The lines to return are those below that contain the word "contains".

___ PROVIDED RECORDS ___

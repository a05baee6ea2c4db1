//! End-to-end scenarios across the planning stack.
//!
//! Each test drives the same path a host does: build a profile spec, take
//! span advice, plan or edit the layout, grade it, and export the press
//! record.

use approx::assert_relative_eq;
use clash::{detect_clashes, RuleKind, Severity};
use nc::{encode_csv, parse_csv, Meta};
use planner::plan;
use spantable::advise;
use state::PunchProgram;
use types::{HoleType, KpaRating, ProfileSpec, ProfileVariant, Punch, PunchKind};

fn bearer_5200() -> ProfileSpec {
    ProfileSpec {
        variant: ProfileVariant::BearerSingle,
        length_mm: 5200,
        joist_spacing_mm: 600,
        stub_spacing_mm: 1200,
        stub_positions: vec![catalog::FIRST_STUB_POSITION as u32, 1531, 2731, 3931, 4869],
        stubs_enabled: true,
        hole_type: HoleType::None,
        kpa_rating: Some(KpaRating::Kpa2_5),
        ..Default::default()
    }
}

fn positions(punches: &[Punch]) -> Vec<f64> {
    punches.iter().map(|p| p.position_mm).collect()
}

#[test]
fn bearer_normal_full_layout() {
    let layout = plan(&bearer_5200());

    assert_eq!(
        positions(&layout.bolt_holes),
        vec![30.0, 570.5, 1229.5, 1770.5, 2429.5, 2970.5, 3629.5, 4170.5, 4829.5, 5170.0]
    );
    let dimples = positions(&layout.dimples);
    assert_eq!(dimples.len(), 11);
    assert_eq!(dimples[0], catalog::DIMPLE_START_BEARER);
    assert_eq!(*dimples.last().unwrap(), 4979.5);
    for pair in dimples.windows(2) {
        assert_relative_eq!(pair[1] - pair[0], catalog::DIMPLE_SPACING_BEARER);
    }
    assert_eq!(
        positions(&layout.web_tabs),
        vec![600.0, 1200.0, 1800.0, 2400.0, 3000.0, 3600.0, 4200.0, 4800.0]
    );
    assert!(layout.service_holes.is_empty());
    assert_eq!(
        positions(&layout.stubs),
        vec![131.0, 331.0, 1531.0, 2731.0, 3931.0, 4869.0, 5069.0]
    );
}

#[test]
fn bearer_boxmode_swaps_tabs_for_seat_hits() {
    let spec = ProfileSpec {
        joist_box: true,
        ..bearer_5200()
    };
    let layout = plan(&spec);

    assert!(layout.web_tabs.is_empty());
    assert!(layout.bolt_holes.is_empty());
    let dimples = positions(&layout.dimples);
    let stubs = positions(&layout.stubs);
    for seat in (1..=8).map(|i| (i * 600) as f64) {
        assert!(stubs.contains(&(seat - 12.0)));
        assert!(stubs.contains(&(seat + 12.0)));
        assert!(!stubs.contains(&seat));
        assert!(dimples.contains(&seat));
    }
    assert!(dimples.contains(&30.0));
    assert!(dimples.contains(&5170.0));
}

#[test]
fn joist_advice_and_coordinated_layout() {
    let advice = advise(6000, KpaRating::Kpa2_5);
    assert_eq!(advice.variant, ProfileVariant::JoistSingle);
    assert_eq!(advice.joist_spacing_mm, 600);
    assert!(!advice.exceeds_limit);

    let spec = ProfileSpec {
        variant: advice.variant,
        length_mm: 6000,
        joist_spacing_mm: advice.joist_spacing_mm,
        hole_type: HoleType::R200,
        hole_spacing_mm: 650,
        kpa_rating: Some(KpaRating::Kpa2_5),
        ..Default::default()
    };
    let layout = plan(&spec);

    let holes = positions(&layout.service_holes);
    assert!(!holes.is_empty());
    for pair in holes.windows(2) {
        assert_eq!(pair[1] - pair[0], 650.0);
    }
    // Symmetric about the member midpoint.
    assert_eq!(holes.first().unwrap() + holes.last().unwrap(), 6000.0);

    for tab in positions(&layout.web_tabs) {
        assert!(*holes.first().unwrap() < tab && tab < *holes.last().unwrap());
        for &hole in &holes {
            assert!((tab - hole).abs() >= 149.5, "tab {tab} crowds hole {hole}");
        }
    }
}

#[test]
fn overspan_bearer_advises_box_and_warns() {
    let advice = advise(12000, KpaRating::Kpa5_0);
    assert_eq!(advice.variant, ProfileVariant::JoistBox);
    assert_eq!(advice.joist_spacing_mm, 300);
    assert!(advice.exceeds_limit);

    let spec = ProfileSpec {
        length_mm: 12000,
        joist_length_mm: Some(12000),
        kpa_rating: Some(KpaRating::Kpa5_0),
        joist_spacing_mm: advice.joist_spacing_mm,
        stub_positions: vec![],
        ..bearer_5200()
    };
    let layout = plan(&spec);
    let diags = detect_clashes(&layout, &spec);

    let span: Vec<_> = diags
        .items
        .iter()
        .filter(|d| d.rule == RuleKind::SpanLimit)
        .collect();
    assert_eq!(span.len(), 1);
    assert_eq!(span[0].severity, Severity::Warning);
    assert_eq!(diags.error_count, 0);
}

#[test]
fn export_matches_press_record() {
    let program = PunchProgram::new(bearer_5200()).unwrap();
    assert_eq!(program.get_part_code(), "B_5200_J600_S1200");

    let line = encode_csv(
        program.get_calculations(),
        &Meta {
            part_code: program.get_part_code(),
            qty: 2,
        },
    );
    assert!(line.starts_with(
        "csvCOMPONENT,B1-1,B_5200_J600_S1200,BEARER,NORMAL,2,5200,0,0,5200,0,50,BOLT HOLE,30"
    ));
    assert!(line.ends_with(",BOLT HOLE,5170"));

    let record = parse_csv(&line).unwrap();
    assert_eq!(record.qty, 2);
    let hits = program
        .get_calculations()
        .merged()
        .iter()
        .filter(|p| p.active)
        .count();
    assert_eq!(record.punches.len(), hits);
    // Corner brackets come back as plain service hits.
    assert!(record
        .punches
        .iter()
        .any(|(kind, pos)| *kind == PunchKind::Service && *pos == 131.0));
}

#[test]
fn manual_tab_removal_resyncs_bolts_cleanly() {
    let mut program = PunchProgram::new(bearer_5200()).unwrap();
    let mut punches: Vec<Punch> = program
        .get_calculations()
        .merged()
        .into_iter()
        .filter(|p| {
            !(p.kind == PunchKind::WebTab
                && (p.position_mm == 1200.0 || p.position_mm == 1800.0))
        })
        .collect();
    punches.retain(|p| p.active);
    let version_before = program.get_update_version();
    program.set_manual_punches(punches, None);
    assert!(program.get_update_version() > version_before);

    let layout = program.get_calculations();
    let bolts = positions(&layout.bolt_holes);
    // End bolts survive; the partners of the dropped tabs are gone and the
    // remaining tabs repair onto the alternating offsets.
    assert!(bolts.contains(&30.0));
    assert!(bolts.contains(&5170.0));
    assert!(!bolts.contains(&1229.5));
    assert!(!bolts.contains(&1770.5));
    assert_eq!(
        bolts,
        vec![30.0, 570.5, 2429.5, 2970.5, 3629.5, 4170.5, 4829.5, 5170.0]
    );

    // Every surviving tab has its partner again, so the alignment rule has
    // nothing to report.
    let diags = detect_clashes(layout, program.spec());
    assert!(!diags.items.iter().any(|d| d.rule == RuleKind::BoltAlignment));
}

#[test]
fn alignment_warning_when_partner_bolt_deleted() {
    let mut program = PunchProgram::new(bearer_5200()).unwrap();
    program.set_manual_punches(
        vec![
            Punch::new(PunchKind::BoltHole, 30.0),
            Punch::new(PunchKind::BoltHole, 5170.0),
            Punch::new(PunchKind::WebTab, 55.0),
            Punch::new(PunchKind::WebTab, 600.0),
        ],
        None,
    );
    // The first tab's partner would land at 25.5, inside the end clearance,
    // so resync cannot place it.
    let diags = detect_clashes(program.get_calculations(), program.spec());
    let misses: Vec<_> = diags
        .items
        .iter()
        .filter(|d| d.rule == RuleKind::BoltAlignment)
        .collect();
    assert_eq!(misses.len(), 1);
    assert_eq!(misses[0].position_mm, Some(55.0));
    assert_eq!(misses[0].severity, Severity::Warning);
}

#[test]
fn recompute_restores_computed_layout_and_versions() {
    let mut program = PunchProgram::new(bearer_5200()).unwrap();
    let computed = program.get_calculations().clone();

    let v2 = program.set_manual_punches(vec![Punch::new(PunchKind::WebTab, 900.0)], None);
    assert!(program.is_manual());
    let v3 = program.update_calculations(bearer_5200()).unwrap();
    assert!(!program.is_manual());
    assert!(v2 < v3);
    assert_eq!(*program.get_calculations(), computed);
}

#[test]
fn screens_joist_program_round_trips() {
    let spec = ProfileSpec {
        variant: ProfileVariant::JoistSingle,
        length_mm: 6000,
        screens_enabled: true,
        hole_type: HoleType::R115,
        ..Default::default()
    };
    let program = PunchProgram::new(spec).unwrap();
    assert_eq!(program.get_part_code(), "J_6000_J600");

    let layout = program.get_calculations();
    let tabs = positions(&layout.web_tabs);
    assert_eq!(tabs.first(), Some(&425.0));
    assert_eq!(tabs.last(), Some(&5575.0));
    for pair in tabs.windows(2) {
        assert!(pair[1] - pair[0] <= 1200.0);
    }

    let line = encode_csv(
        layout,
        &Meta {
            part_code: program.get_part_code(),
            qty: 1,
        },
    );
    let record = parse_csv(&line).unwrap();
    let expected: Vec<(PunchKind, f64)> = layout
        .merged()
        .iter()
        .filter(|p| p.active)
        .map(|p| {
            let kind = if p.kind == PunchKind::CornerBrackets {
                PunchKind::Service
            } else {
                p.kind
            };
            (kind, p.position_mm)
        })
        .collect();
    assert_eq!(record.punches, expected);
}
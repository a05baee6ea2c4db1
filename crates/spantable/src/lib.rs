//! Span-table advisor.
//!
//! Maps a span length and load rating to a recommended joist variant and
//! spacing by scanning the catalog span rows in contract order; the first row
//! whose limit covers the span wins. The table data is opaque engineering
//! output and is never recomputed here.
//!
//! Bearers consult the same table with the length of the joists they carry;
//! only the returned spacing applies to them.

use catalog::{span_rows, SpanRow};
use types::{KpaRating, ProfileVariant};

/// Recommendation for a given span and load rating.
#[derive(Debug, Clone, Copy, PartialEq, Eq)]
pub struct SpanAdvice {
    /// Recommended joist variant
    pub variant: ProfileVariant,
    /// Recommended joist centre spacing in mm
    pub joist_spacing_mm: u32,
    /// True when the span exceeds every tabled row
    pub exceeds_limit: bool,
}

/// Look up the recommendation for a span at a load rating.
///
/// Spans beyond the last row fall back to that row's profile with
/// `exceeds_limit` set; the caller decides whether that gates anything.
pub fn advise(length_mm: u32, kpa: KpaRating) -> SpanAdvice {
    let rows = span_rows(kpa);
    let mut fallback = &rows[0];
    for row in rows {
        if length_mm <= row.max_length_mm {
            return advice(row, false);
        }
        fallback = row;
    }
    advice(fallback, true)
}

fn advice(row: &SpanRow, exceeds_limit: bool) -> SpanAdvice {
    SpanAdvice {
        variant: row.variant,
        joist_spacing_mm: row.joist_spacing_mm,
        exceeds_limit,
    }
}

___

» **EXERCISE RESULT**:
        assert!(stubs.contains(&(seat - 12.0)));
        assert!(stubs.contains(&(seat + 12.0)));
        assert!(!stubs.contains(&seat));
        assert!(dimples.contains(&seat));
    assert!(dimples.contains(&30.0));
    assert!(dimples.contains(&5170.0));
    assert!(bolts.contains(&30.0));
    assert!(bolts.contains(&5170.0));
    assert!(!bolts.contains(&1229.5));
    assert!(!bolts.contains(&1770.5));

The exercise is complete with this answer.